(a) A health insurer shall not rescind a health insurance policy, or limit any provisions of a health insurance policy, once an insured is covered under the policy unless the insurer can demonstrate that the insured has performed an act or practice constituting fraud or made an intentional misrepresentation of material fact as prohibited by the terms of the policy.
(b) If a health insurer intends to rescind a health insurance policy pursuant to subdivision (a), the insurer shall send a notice to the policyholder or insured via regular certified mail at least 30 days prior to the effective date of the rescission explaining the reasons for the intended rescission and notifying the policyholder or insured of his or her right to appeal that decision to the commissioner pursuant to subdivision (b) of Section 10273.4.

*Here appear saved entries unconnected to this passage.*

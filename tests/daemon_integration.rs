//! ---
//! vs_section: "15-testing-qa-runbook"
//! vs_subsection: "integration-tests"
//! vs_type: "source"
//! vs_scope: "code"
//! vs_description: "End-to-end daemon scenarios over HTTP, websocket and bus."
//! vs_version: "v0.0.0-prealpha"
//! vs_owner: "tbd"
//! ---
use std::io::Write;
use std::sync::Arc;
use std::time::Duration;

use anyhow::{bail, Result};
use async_trait::async_trait;
use futures::StreamExt;
use serde_json::{json, Value as JsonValue};
use tokio::time::{sleep, timeout};
use tokio_tungstenite::{connect_async, tungstenite::protocol::Message};
use vesense_common::AppConfig;
use vesense_dataflow::Filter;
use vesense_devices::{RawRegister, RegisterReader};
use vesense_metrics::new_registry;
use vesense_msg::InMemoryTransport;
use vesense_vfs::OpenMode;
use vesensed::{DaemonBuilder, DaemonHandle, ReaderFactory};

const CONFIG: &str = r#"
[devices.house]
model = "bmv-700-essential"
device = "/dev/ttyUSB0"
poll_interval_ms = 20
frontend_config = { Title = "House" }

[devices.start]
model = "bmv-702"
device = "dummy"
poll_interval_ms = 20

[cameras.cam1]
user = "cam"
password = "secret"

[mqtt]
broker = "tcp://broker:1883"
topic_prefix = "boat/"

[http_server]
listen = "127.0.0.1:0"
"#;

/// Serial link answering with fixed register contents.
struct FixedRegisters;

#[async_trait]
impl RegisterReader for FixedRegisters {
    async fn read_register(&self, address: u16) -> Result<RawRegister> {
        match address {
            0xED8D => Ok(RawRegister::u16(1261)),
            0xED8F => Ok(RawRegister::u16((-32i16) as u16)),
            0xED8E => Ok(RawRegister::u16((-40i16) as u16)),
            other => bail!("no register {other:#06x}"),
        }
    }
}

struct FixedFactory;

impl ReaderFactory for FixedFactory {
    fn open(&self, device_path: &str) -> Result<Arc<dyn RegisterReader>> {
        assert_eq!(device_path, "/dev/ttyUSB0");
        Ok(Arc::new(FixedRegisters))
    }
}

async fn start(transport: &InMemoryTransport) -> DaemonHandle {
    let config: AppConfig = CONFIG.parse().unwrap();
    DaemonBuilder::new(config)
        .with_reader_factory(Arc::new(FixedFactory))
        .with_bus_transport(Arc::new(transport.clone()))
        .with_metrics_registry(new_registry())
        .start()
        .await
        .unwrap()
}

async fn wait_until(mut ready: impl FnMut() -> bool) {
    timeout(Duration::from_secs(5), async {
        while !ready() {
            sleep(Duration::from_millis(10)).await;
        }
    })
    .await
    .expect("condition reached in time");
}

#[tokio::test]
async fn polled_values_reach_rest_and_bus() {
    let transport = InMemoryTransport::new();
    let handle = start(&transport).await;
    let rounded = handle.pipeline().rounded().clone();
    wait_until(|| {
        rounded
            .snapshot(&Filter::devices(["house"]))
            .len()
            == 3
    })
    .await;

    let base = format!("http://{}", handle.api().unwrap().local_addr());
    let client = reqwest::Client::new();
    let values: JsonValue = client
        .get(format!("{base}/api/v0/devices/house/rounded-values"))
        .send()
        .await
        .unwrap()
        .json()
        .await
        .unwrap();
    assert_eq!(
        values,
        json!([
            {"Device": "house", "Name": "Current", "Value": -3.2},
            {"Device": "house", "Name": "MainVoltage", "Value": 12.61},
            {"Device": "house", "Name": "Power", "Value": -40.0}
        ])
    );

    let devices: JsonValue = client
        .get(format!("{base}/api/v0/devices"))
        .send()
        .await
        .unwrap()
        .json()
        .await
        .unwrap();
    assert_eq!(devices[0]["FrontendConfig"]["Title"], json!("House"));
    assert_eq!(devices[2]["Name"], json!("cam1"));

    let yaml = client
        .get(format!("{base}/api/v0/hass/mqtt-sensors.yaml"))
        .send()
        .await
        .unwrap()
        .text()
        .await
        .unwrap();
    assert!(yaml.contains("state_topic: boat/tele/ve/house/MainVoltage"));

    let metrics = client
        .get(format!("{base}/metrics"))
        .send()
        .await
        .unwrap()
        .text()
        .await
        .unwrap();
    assert!(metrics.contains("vesense_devices 3"));

    drop(client);
    handle.shutdown().await.unwrap();

    let messages = transport.drain();
    assert_eq!(messages.first().unwrap().payload, "Online");
    assert_eq!(messages.last().unwrap().payload, "Offline");
    let voltage = messages
        .iter()
        .find(|message| message.topic == "boat/tele/ve/house/MainVoltage")
        .expect("house voltage published");
    let body: JsonValue = serde_json::from_str(&voltage.payload).unwrap();
    assert_eq!(body["Value"], json!(12.61));
    assert_eq!(body["Unit"], json!("V"));
}

#[tokio::test]
async fn websocket_stream_only_carries_requested_devices() {
    let transport = InMemoryTransport::new();
    let handle = start(&transport).await;
    let url = format!(
        "ws://{}/api/v0/ws/rounded-values?devices=start",
        handle.api().unwrap().local_addr()
    );
    let (mut socket, _response) = connect_async(&url).await.unwrap();

    for _ in 0..5 {
        let message = timeout(Duration::from_secs(5), socket.next())
            .await
            .unwrap()
            .unwrap()
            .unwrap();
        let text = match message {
            Message::Text(text) => text,
            other => panic!("unexpected frame: {other:?}"),
        };
        let value: JsonValue = serde_json::from_str(&text).unwrap();
        assert_eq!(value["DeviceName"], json!("start"));
        assert!(value["ValueName"].is_string());
        assert!(value["Value"].is_number());
    }

    drop(socket);
    handle.shutdown().await.unwrap();
}

#[tokio::test]
async fn camera_upload_is_served_as_picture() {
    let transport = InMemoryTransport::new();
    let handle = start(&transport).await;
    let driver = handle.ftp_driver();
    assert!(driver.authenticate("cam", "wrong").is_err());

    let mut session = driver.authenticate("cam", "secret").unwrap();
    session.change_directory("snapshots").unwrap();
    for index in 0..7u8 {
        let stream = session
            .open_file(&format!("img{index}.jpg"), OpenMode::Write)
            .unwrap();
        let vesense_vfs::FileStream::Write(mut writer) = stream else {
            panic!("write stream expected");
        };
        writer.write_all(&[0xFF, 0xD8, index]).unwrap();
        session
            .close_file(vesense_vfs::FileStream::Write(writer))
            .unwrap();
    }
    assert_eq!(session.list_files().len(), 5);

    let base = format!("http://{}", handle.api().unwrap().local_addr());
    let client = reqwest::Client::new();
    let picture = client
        .get(format!("{base}/api/v0/devices/cam1/picture"))
        .send()
        .await
        .unwrap();
    assert_eq!(picture.status().as_u16(), 200);
    assert_eq!(picture.bytes().await.unwrap().as_ref(), &[0xFF, 0xD8, 6]);

    let none = client
        .get(format!("{base}/api/v0/devices/house/picture"))
        .send()
        .await
        .unwrap();
    assert_eq!(none.status().as_u16(), 404);

    drop(client);
    handle.shutdown().await.unwrap();
}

(c) Notwithstanding subdivision (a) of Section 10273.4 or any other provision of law, after 24 months following the issuance of a health insurance policy, a health insurer shall not rescind the policy for any reason, and shall not cancel the policy, limit any of the provisions of the policy, or raise premiums on the policy due to any omissions, misrepresentations, or inaccuracies in the application form, whether willful or not. Nothing in this subdivision shall be construed to alter existing law that otherwise applies to a health insurer within the first 24 months following the issuance of a health insurance policy.
(Amended by Stats. 2010, Ch. 658, Sec. 14. (AB 2470) Effective January 1, 2011.)